Neural population dynamics of computing with synaptic modulations

  1. Kyle Aitken  Is a corresponding author
  2. Stefan Mihalas
  1. Allen Institute, MindScope Program, United States
7 figures, 1 table and 1 additional file

Figures

Two neural network computational mechanisms: synaptic modulations and recurrence.

Throughout this figure, neurons are represented as white circles, the black lines between neurons represent regular feedforward weights that are modified during training through gradient descent/backpropagation. From bottom to top are the input, hidden, and output layers, respectively. (Middle) A two-layer, fully connected, feedforward neural network. (Left) Schematic of the MPN. Here, the pink and black lines (between the input and hidden layer) represent weights that are modified by both backpropagation (during training) and the synapse modulation matrix (during an input sequence), see Equation 1. (Right) Schematic of the Vanilla RNN. In addition to regular feedforward weights between layers, the RNN has (fully connected) weights between its hidden layer from one time step to the next, see Equation 3.

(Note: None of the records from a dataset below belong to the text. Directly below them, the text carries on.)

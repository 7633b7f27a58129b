//! 附件处理 - 类型分类与上传路径
//!
//! 每条外发消息最多一个附件；按 MIME 前缀分成两类：
//! 图片（内联预览）和普通文件（链接展示）。上传路径以
//! friendship_id 做命名空间，文件名随机化避免碰撞。

use bytes::Bytes;
use rand::distributions::Alphanumeric;
use rand::Rng;
use serde::{Deserialize, Serialize};

use crate::entities::FriendshipId;

/// 附件分类
#[derive(Debug, Clone, Copy, PartialEq, Eq, Serialize, Deserialize)]
#[serde(rename_all = "lowercase")]
pub enum AttachmentKind {
    /// 图片，界面内联预览
    Image,
    /// 其他文件，以链接展示
    File,
}

impl AttachmentKind {
    /// 按 MIME 前缀分类：`image/*` 为图片，其余一律按文件处理
    pub fn from_mime(content_type: &str) -> Self {
        if content_type.starts_with("image/") {
            AttachmentKind::Image
        } else {
            AttachmentKind::File
        }
    }

    pub fn as_str(&self) -> &'static str {
        match self {
            AttachmentKind::Image => "image",
            AttachmentKind::File => "file",
        }
    }
}

/// 待发送的附件草稿
///
/// `data` 用 Bytes 持有，克隆零拷贝，发送失败时恢复输入状态
/// 不需要复制内容。
#[derive(Debug, Clone, PartialEq)]
pub struct AttachmentDraft {
    pub filename: String,
    pub content_type: String,
    pub data: Bytes,
}

impl AttachmentDraft {
    pub fn new(
        filename: impl Into<String>,
        content_type: impl Into<String>,
        data: impl Into<Bytes>,
    ) -> Self {
        Self {
            filename: filename.into(),
            content_type: content_type.into(),
            data: data.into(),
        }
    }

    pub fn kind(&self) -> AttachmentKind {
        AttachmentKind::from_mime(&self.content_type)
    }

    pub fn size(&self) -> usize {
        self.data.len()
    }
}

const RANDOM_NAME_LEN: usize = 16;

/// 生成上传路径：`{friendship_id}/{随机名}.{原扩展名}`
pub fn storage_path(friendship_id: FriendshipId, filename: &str) -> String {
    let random: String = rand::thread_rng()
        .sample_iter(&Alphanumeric)
        .take(RANDOM_NAME_LEN)
        .map(char::from)
        .collect();
    match filename.rsplit_once('.') {
        Some((_, ext)) if !ext.is_empty() => {
            format!("{}/{}.{}", friendship_id, random, ext)
        }
        _ => format!("{}/{}", friendship_id, random),
    }
}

Schematic of simple integration task.

(a) Example sequence of the two-class integration task where each box represents an input. Here and throughout this work, distinct classes are represented by different colors. In this case, red and blue. The red/blue boxes represent evidence for their respective classes, while the grey box represents an input that is evidence for neither class. At the end of the sequence is the ‘go signal’ that lets the network know an output is expected. The correct response for the sequence is the class with the most evidence; in the example shown, the red class. (b) Each possible input is mapped to a (normalized) random binary vector. (c) The integration task can be modified by the insertion of a ‘delay period’ between the stimulus period and the go signal. During the delay period, the network receives no input (other than noise).

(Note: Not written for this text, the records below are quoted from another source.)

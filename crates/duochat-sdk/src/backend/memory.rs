//! 内存后端 - trait 契约的参考实现与测试替身
//!
//! 三张表放在一把异步读写锁后面，变更通过 tokio broadcast 推送，
//! 形状与真实后端一致：插入/更新先落表，再广播行级事件。
//! 同步器的全部测试都跑在这套后端上。

use std::collections::HashMap;
use std::sync::atomic::{AtomicBool, Ordering};

use async_trait::async_trait;
use bytes::Bytes;
use chrono::Utc;
use tokio::sync::{broadcast, RwLock};
use tracing::debug;
use uuid::Uuid;

use super::query::{Column, Direction, Filter, Query, Value};
use super::{
    BlobStore, ChangeEvent, ChangeFeed, ChangeOp, ChangeRow, ChangeSubscription, RemoteStore,
    Table,
};
use crate::entities::{
    Friendship, FriendshipId, FriendshipPatch, Message, MessagePatch, NewFriendship, NewMessage,
    Profile,
};
use crate::error::{DuochatSDKError, Result};

const FEED_CAPACITY: usize = 256;

#[derive(Default)]
struct Tables {
    profiles: Vec<Profile>,
    friendships: Vec<Friendship>,
    messages: Vec<Message>,
}

/// 内存行存储 + 变更广播
pub struct MemoryBackend {
    tables: RwLock<Tables>,
    feed: broadcast::Sender<ChangeEvent>,
    fail_next_message_insert: AtomicBool,
}

impl Default for MemoryBackend {
    fn default() -> Self {
        Self::new()
    }
}

impl MemoryBackend {
    pub fn new() -> Self {
        let (feed, _) = broadcast::channel(FEED_CAPACITY);
        Self {
            tables: RwLock::new(Tables::default()),
            feed,
            fail_next_message_insert: AtomicBool::new(false),
        }
    }

    /// 注册一个用户资料（账号子系统在真实后端中做的事）
    pub async fn register_profile(&self, display_name: &str, email: &str) -> Profile {
        let profile = Profile {
            id: Uuid::new_v4(),
            display_name: display_name.to_string(),
            email: email.to_string(),
            avatar_url: None,
            created_at: Utc::now(),
        };
        self.tables.write().await.profiles.push(profile.clone());
        self.emit(ChangeOp::Insert, ChangeRow::Profile(profile.clone()));
        profile
    }

    /// 测试辅助：让下一次 insert_message 返回后端错误
    pub fn fail_next_message_insert(&self) {
        self.fail_next_message_insert.store(true, Ordering::SeqCst);
    }

    fn emit(&self, op: ChangeOp, row: ChangeRow) {
        // 无订阅者时 send 失败属正常场景，仅打 debug
        if self.feed.send(ChangeEvent { op, row }).is_err() {
            debug!("变更事件无人订阅，丢弃");
        }
    }

    fn apply_order_and_limit<R>(
        mut rows: Vec<R>,
        query: &Query,
        created_at: impl Fn(&R) -> chrono::DateTime<Utc>,
    ) -> Result<Vec<R>> {
        match query.order_by {
            None => {}
            Some((Column::CreatedAt, Direction::Ascending)) => {
                rows.sort_by_key(|r| created_at(r));
            }
            Some((Column::CreatedAt, Direction::Descending)) => {
                rows.sort_by_key(|r| std::cmp::Reverse(created_at(r)));
            }
            Some((column, _)) => {
                return Err(DuochatSDKError::InvalidInput(format!(
                    "unsupported order column: {:?}",
                    column
                )));
            }
        }
        if let Some(limit) = query.limit {
            rows.truncate(limit);
        }
        Ok(rows)
    }
}

#[async_trait]
impl RemoteStore for MemoryBackend {
    async fn query_profiles(&self, query: Query) -> Result<Vec<Profile>> {
        let tables = self.tables.read().await;
        let rows: Vec<Profile> = tables
            .profiles
            .iter()
            .filter(|r| query.filter.matches(*r))
            .cloned()
            .collect();
        Self::apply_order_and_limit(rows, &query, |r| r.created_at)
    }

    async fn query_friendships(&self, query: Query) -> Result<Vec<Friendship>> {
        let tables = self.tables.read().await;
        let rows: Vec<Friendship> = tables
            .friendships
            .iter()
            .filter(|r| query.filter.matches(*r))
            .cloned()
            .collect();
        Self::apply_order_and_limit(rows, &query, |r| r.created_at)
    }

    async fn query_messages(&self, query: Query) -> Result<Vec<Message>> {
        let tables = self.tables.read().await;
        let rows: Vec<Message> = tables
            .messages
            .iter()
            .filter(|r| query.filter.matches(*r))
            .cloned()
            .collect();
        Self::apply_order_and_limit(rows, &query, |r| r.created_at)
    }

    async fn count_messages(&self, filter: Filter) -> Result<u64> {
        let tables = self.tables.read().await;
        Ok(tables.messages.iter().filter(|r| filter.matches(*r)).count() as u64)
    }

    async fn insert_friendship(&self, row: NewFriendship) -> Result<Friendship> {
        let friendship = Friendship {
            id: Uuid::new_v4(),
            requester_id: row.requester_id,
            addressee_id: row.addressee_id,
            status: row.status,
            created_at: Utc::now(),
        };
        self.tables
            .write()
            .await
            .friendships
            .push(friendship.clone());
        self.emit(ChangeOp::Insert, ChangeRow::Friendship(friendship.clone()));
        Ok(friendship)
    }

    async fn update_friendship(
        &self,
        id: FriendshipId,
        patch: FriendshipPatch,
    ) -> Result<Friendship> {
        let updated = {
            let mut tables = self.tables.write().await;
            let row = tables
                .friendships
                .iter_mut()
                .find(|f| f.id == id)
                .ok_or_else(|| DuochatSDKError::NotFound(format!("friendship {}", id)))?;
            if let Some(status) = patch.status {
                row.status = status;
            }
            if let Some(requester_id) = patch.requester_id {
                row.requester_id = requester_id;
            }
            if let Some(addressee_id) = patch.addressee_id {
                row.addressee_id = addressee_id;
            }
            row.clone()
        };
        self.emit(ChangeOp::Update, ChangeRow::Friendship(updated.clone()));
        Ok(updated)
    }

    async fn insert_message(&self, row: NewMessage) -> Result<Message> {
        if self.fail_next_message_insert.swap(false, Ordering::SeqCst) {
            return Err(DuochatSDKError::Backend(
                "insert rejected by store".to_string(),
            ));
        }
        let message = Message {
            id: Uuid::new_v4(),
            friendship_id: row.friendship_id,
            sender_id: row.sender_id,
            content: row.content,
            created_at: Utc::now(),
            is_read: false,
            attachment_url: row.attachment_url,
            attachment_type: row.attachment_type,
        };
        self.tables.write().await.messages.push(message.clone());
        self.emit(ChangeOp::Insert, ChangeRow::Message(message.clone()));
        Ok(message)
    }

    async fn update_messages(&self, filter: Filter, patch: MessagePatch) -> Result<u64> {
        let updated: Vec<Message> = {
            let mut tables = self.tables.write().await;
            let mut touched = Vec::new();
            for row in tables.messages.iter_mut() {
                if filter.matches(row) {
                    if let Some(is_read) = patch.is_read {
                        row.is_read = is_read;
                    }
                    touched.push(row.clone());
                }
            }
            touched
        };
        let count = updated.len() as u64;
        for row in updated {
            self.emit(ChangeOp::Update, ChangeRow::Message(row));
        }
        Ok(count)
    }
}

#[async_trait]
impl ChangeFeed for MemoryBackend {
    async fn subscribe(
        &self,
        table: Table,
        filter: Option<(Column, Value)>,
    ) -> Result<ChangeSubscription> {
        Ok(ChangeSubscription::new(self.feed.subscribe(), table, filter))
    }
}

/// 内存文件存储：上传即记录，URL 按 base_url/path 拼出
pub struct MemoryBlobStore {
    base_url: String,
    uploads: RwLock<HashMap<String, (String, Bytes)>>,
    fail_next: AtomicBool,
}

impl MemoryBlobStore {
    pub fn new(base_url: impl Into<String>) -> Self {
        Self {
            base_url: base_url.into(),
            uploads: RwLock::new(HashMap::new()),
            fail_next: AtomicBool::new(false),
        }
    }

    /// 测试辅助：让下一次上传失败
    pub fn fail_next_upload(&self) {
        self.fail_next.store(true, Ordering::SeqCst);
    }

    /// 已上传内容（按路径取回，供断言用）
    pub async fn stored(&self, path: &str) -> Option<Bytes> {
        self.uploads.read().await.get(path).map(|(_, d)| d.clone())
    }

    pub async fn upload_count(&self) -> usize {
        self.uploads.read().await.len()
    }
}

#[async_trait]
impl BlobStore for MemoryBlobStore {
    async fn upload(&self, path: &str, content_type: &str, data: Bytes) -> Result<String> {
        if self.fail_next.swap(false, Ordering::SeqCst) {
            return Err(DuochatSDKError::Upload("upload rejected".to_string()));
        }
        self.uploads
            .write()
            .await
            .insert(path.to_string(), (content_type.to_string(), data));
        Ok(format!("{}/{}", self.base_url.trim_end_matches('/'), path))
    }
}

Figure 3 with 3 supplements
Two-class integration: comparison of multi-plasticity network and RNN dynamics.

(a-c) Vanilla RNN hidden neuron dynamics, see Figure 3—figure supplement 1 for GRU. (a) Hidden layer neural activity, ht, for four sample neurons of the RNN as a function of sequence time (in units of sequence index). The shaded grey region represents the stimulus period during which information should be integrated across time and the thin purple-shaded region representing the response to the go signal. (b) Hidden neuron activity, collected over 1000 input sequences, projected into their top two PCA components, colored by relative accumulated evidence between red/blue classes at time t (Methods 5.5). Also shown are PCA projections of sample trajectories (thin lines, colored by class), the red/blue class readout vector (thick lines), and the initial state (black square). (c) Same as (b), with ht now colored by input at the present time step, xt (four possibilities, see inset). The inset shows the PCA projection of ht-ht-1 as a function of the present input, xt, with the dark lines showing the average for each of the four inputs. [d-f] MPN hidden neuron dynamics, see Figure 3—figure supplement 1 for MPNpre. (d) Same as (a). (e) Same as (b). (f) Same as (c), except for inset. The inset now shows the alignment of each input-cluster with the readout vectors (Methods 5.5). [g-h] MPN synaptic modulation dynamics. (g) Same as (b), but instead of hidden neuron activity, the PCA projection of the SM matrices, Mt, collected over 1000 input sequences. Final Mt are colored slightly darker for clarity. (h) Same as (g), with a different y-axis. The inset is the same as that shown in (b), but for Mt-Mt-1.

Figure 3—figure supplement 1
Two-class integration: additional network dynamics.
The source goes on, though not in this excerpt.